In his book Berger calls Picasso a "vertical invader" who dragged the romantic nineteen-century concept of the gifted artist/genius into the twentieth century not by continuing the tradition but by creating the outrage of "Les Demoiselles d'Avignon". The painting, "unlike any previous painting by Picasso, offers no evidence of _skill_. On the contrary, it is clumsy, overworked, unfinished. It is as though his fury in painting it was so great that it destroyed his gifts."

[To me "Les Demoiselles" was a convenient focal point, maybe even a switch, that Picasso and others used to validate "Picasso," cubism and modern art after the fact and created an environment of fame for Picasso to do whatever he wanted. I don't know or really care if this is good or bad just that it is one of many possible/virtual interpretations.]

Still, I'm intrigued by the idea of a "vertical invasion" into what I've come to visualize more and more as the horizontal space of the Internet. (One problem I have with VRML is that I can't seem to map the Internet in 3D no matter how hard I try.) We talk of nodes, links, community but rarely of the value of unexpected disruption from another direction.

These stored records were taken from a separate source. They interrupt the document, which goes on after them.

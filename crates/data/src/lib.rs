//! Snapshot accessor — the sole data-access leaf.
//!
//! One conditional-free GET against the region's webhook, strict
//! validation of the returned payload, no retries and no caching (the
//! external workflow owns both).

use async_trait::async_trait;
use serde_json::Value;
use skywarden_core::error::DataError;
use skywarden_core::flight::Snapshot;
use skywarden_core::source::SnapshotSource;
use std::collections::BTreeMap;
use std::time::Duration;
use tracing::debug;

/// Default webhook for the bootstrap region.
pub const DEFAULT_REGION: &str = "region1";
const DEFAULT_REGION1_WEBHOOK: &str = "http://localhost:5678/webhook/latest-region1";

/// Per-request timeout for the snapshot GET.
const FETCH_TIMEOUT: Duration = Duration::from_secs(10);

/// The fixed region → webhook URL mapping.
///
/// Built once at startup. Each route can be overridden with a
/// `<REGION>_WEBHOOK` environment variable (e.g. `REGION1_WEBHOOK`).
#[derive(Debug, Clone)]
pub struct RegionRoutes {
    routes: BTreeMap<String, String>,
}

impl RegionRoutes {
    /// Build routes from a configured map, applying environment overrides.
    pub fn new(routes: BTreeMap<String, String>) -> Self {
        Self {
            routes: apply_overrides(routes, |var| std::env::var(var).ok()),
        }
    }

    /// The webhook URL for a region, if the region is known.
    pub fn url(&self, region: &str) -> Option<&str> {
        self.routes.get(region).map(String::as_str)
    }

    /// All known region identifiers.
    pub fn regions(&self) -> impl Iterator<Item = &str> {
        self.routes.keys().map(String::as_str)
    }

    /// Comma-joined region list, for error messages.
    pub fn known(&self) -> String {
        self.regions().collect::<Vec<_>>().join(", ")
    }
}

impl Default for RegionRoutes {
    fn default() -> Self {
        let mut routes = BTreeMap::new();
        routes.insert(DEFAULT_REGION.to_string(), DEFAULT_REGION1_WEBHOOK.to_string());
        Self::new(routes)
    }
}

/// Replace each route whose `<REGION>_WEBHOOK` variable is set.
fn apply_overrides(
    mut routes: BTreeMap<String, String>,
    lookup: impl Fn(&str) -> Option<String>,
) -> BTreeMap<String, String> {
    for (region, url) in routes.iter_mut() {
        let var = format!("{}_WEBHOOK", region.to_uppercase());
        if let Some(value) = lookup(&var).filter(|v| !v.is_empty()) {
            *url = value;
        }
    }
    routes
}

/// Fetches and validates one region's current flight snapshot.
pub struct SnapshotClient {
    routes: RegionRoutes,
    client: reqwest::Client,
}

impl SnapshotClient {
    pub fn new(routes: RegionRoutes) -> Self {
        let client = reqwest::Client::builder()
            .timeout(FETCH_TIMEOUT)
            .build()
            .expect("Failed to create HTTP client");
        Self { routes, client }
    }

    pub fn routes(&self) -> &RegionRoutes {
        &self.routes
    }

    /// Fetch the current snapshot for a region.
    ///
    /// Fails with `UnknownRegion` for an unrouted region,
    /// `UpstreamUnavailable` on transport failure or non-success status,
    /// and `MalformedSnapshot` when the body does not validate.
    pub async fn fetch(&self, region: &str) -> Result<Snapshot, DataError> {
        let url = self
            .routes
            .url(region)
            .ok_or_else(|| DataError::UnknownRegion {
                region: region.to_string(),
                known: self.routes.known(),
            })?;

        debug!(region, url, "fetching snapshot");

        let response = self
            .client
            .get(url)
            .send()
            .await
            .map_err(|e| DataError::UpstreamUnavailable(e.to_string()))?;

        let status = response.status();
        if !status.is_success() {
            return Err(DataError::UpstreamUnavailable(format!(
                "{url} returned status {status}"
            )));
        }

        let body: Value = response
            .json()
            .await
            .map_err(|e| DataError::MalformedSnapshot(format!("response is not JSON: {e}")))?;

        let snapshot = parse_snapshot(body)?;
        debug!(
            region = %snapshot.region,
            flights = snapshot.flight_count,
            "snapshot fetched"
        );
        Ok(snapshot)
    }
}

impl Default for SnapshotClient {
    fn default() -> Self {
        Self::new(RegionRoutes::default())
    }
}

#[async_trait]
impl SnapshotSource for SnapshotClient {
    async fn fetch(&self, region: &str) -> Result<Snapshot, DataError> {
        SnapshotClient::fetch(self, region).await
    }
}

/// Decode and validate one snapshot payload.
///
/// A payload missing `region` or `flight_count`, carrying them with the
/// wrong type, or whose count disagrees with the flight list is rejected.
fn parse_snapshot(body: Value) -> Result<Snapshot, DataError> {
    let snapshot: Snapshot =
        serde_json::from_value(body).map_err(|e| DataError::MalformedSnapshot(e.to_string()))?;

    if snapshot.region.is_empty() {
        return Err(DataError::MalformedSnapshot("empty region field".into()));
    }

    if snapshot.flight_count != snapshot.flights.len() {
        return Err(DataError::MalformedSnapshot(format!(
            "flight_count {} does not match {} flights",
            snapshot.flight_count,
            snapshot.flights.len()
        )));
    }

    Ok(snapshot)
}

#[cfg(test)]
mod tests {
    use super::*;
    use serde_json::json;

    fn payload() -> Value {
        json!({
            "region": "region1",
            "snapshot_time": 1754000000,
            "fetched_at_iso": "2026-08-07T10:15:00Z",
            "flight_count": 1,
            "flights": [
                { "icao24": "ab1234", "callsign": "PIA293", "on_ground": false }
            ]
        })
    }

    #[test]
    fn parse_valid_snapshot() {
        let snapshot = parse_snapshot(payload()).unwrap();
        assert_eq!(snapshot.region, "region1");
        assert_eq!(snapshot.flight_count, snapshot.flights.len());
    }

    #[test]
    fn parse_rejects_missing_region() {
        let mut body = payload();
        body.as_object_mut().unwrap().remove("region");
        let err = parse_snapshot(body).unwrap_err();
        assert!(matches!(err, DataError::MalformedSnapshot(_)));
    }

    #[test]
    fn parse_rejects_mistyped_flight_count() {
        let mut body = payload();
        body["flight_count"] = json!("one");
        let err = parse_snapshot(body).unwrap_err();
        assert!(matches!(err, DataError::MalformedSnapshot(_)));
    }

    #[test]
    fn parse_rejects_count_mismatch() {
        let mut body = payload();
        body["flight_count"] = json!(7);
        let err = parse_snapshot(body).unwrap_err();
        assert!(matches!(err, DataError::MalformedSnapshot(reason) if reason.contains('7')));
    }

    #[test]
    fn parse_tolerates_one_bad_flight_field() {
        let mut body = payload();
        body["flights"][0]["velocity"] = json!("fast");
        let snapshot = parse_snapshot(body).unwrap();
        assert_eq!(snapshot.flights[0].velocity, None);
    }

    #[test]
    fn default_routes_cover_region1() {
        let routes = RegionRoutes::default();
        assert!(routes.url(DEFAULT_REGION).is_some());
        assert!(routes.url("atlantis").is_none());
        assert!(routes.known().contains("region1"));
    }

    #[test]
    fn env_override_replaces_route() {
        let mut configured = BTreeMap::new();
        configured.insert("region9".to_string(), "http://default".to_string());
        let routes = apply_overrides(configured, |var| {
            (var == "REGION9_WEBHOOK").then(|| "http://override".to_string())
        });
        assert_eq!(routes["region9"], "http://override");
    }

    #[test]
    fn empty_override_is_ignored() {
        let mut configured = BTreeMap::new();
        configured.insert("region9".to_string(), "http://default".to_string());
        let routes = apply_overrides(configured, |_| Some(String::new()));
        assert_eq!(routes["region9"], "http://default");
    }

    #[tokio::test]
    async fn fetch_unknown_region() {
        let client = SnapshotClient::default();
        let err = client.fetch("atlantis").await.unwrap_err();
        assert!(matches!(err, DataError::UnknownRegion { region, .. } if region == "atlantis"));
    }
}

True hackers who come from another direction seem to have faded from the scene or have been successfully kept out to be replaced by those who represent "hacking" (for example, jodi.org or Heath Bunting). Is it possible to have an electronic disturbance that will significantly alter the Internet, even retrospectively, the way "Les Demoiselles" altered visual representation and would that be a good thing to happen? Was the recent alteration of the Mexicon Government Web Site by the Zapatistas an effective intervention or like a Greenpeace publicity stunt (effective but not the main event)?

Robbin Murphy


A response from Alan Myouka Sondheim:

Hi Robbin - I'm not sure what you mean by "true hackers" but I suspect that the phrase is already troublesome. Anyway, as you know, it was within the past year that Panix was hit and out for close to a very bad week indeed by a SYN attack launced by erstwhile readers of 2600 as I discovered (it had the entire code printed) - these things happen... But I also suspect that when they do, people protected by layer after layer of code - i.e. webfolk - wouldn't notice - or would only notice a slowdown and temporary collapse of say DNS resolution (which just happened here in Japan as I discovered). But without the tools - or rather with the tools but not so close to the barebones of the Net, what might be a temporary wound would only seem like a contusion.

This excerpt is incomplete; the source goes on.